It's so easy. - We've also been working in my lab on democratizing these tests to bring them down from a few hundred bucks to a dollar. - So just to clarify, you're talking about not research, you're talking about company stuff, like actual consumer-facing things? - Well, right. The research on bringing the price down has occurred in my lab at Harvard.
And then that intellectual property is being licensed and has been licensed out to a company that will be consumer-facing. So anybody for a small amount of money can do this. - Well, you got subscriber number one obsessed. I think that's a beautiful, beautiful idea. So somebody who maybe I would have been more hesitant about it until COVID, but home tests are super easy.
I almost wanted to share that data with the world, like in some way, not the entirety of the data, but like some visualization of like how I'm doing. Like, it's almost like, you know, when you share, if you had like a long run or something like that, I wish I could share, 'cause it inspires others.
And then you can have a conversation about like, well, what are the hacks that you've tried? And have a conversation about like how to improve lifestyle and those kinds of things that's grounded in data. - That's exactly, that's what's gonna happen. Now, everything's anonymous, of course. We talked about security there, but once it's anonymized, you can then plot these numbers.

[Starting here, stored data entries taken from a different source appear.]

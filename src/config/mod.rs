//! Configuration module for update-sealer
//!
//! This module provides configuration management including:
//! - Base and output directory resolution
//! - Optional JSON settings for the remote endpoint and version marker

pub mod paths;
pub mod settings;

pub use paths::SealerPaths;
pub use settings::Settings;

And I've plotted my epigenetic age versus hundreds of other people who've taken this test now. And I can tell you where I fit relative to others in terms of my biological age. And I'm happy to share that with you all, 'cause it's pretty low. You can choose to share it, of course, not everyone wants to share that.
But when you go to the doctor, first of all, your doctor does treat you as though you're an average person, and none of us are average, there's no such thing. But second of all, we never know how we're doing relative to others, 'cause we all, most of us, we don't share our information.
So we might have this number and that number, but do you know that your numbers are good for your age or not? You have no idea. Even your doctor probably doesn't even know. So this graph that I'm talking about is the beginning of a world where you can say, how am I doing?
I'm a, for the two of us, we're white and we're male and we're this age, and we do this. Are we good? Are we doing the right things or the wrong things? Do we need to fix certain things? And this is what the future is. It's, forget about just experimenting and not knowing the result.
I mean, who doesn't experiment and doesn't look at the data? No one, it makes no sense. So we're gonna enter a world where we have a dashboard on our body, the swabs, the blood tests, the biosensors, where our doctors can look at that, but we can also look at it and they can recommend, go to this restaurant down the road, they've got this great meal.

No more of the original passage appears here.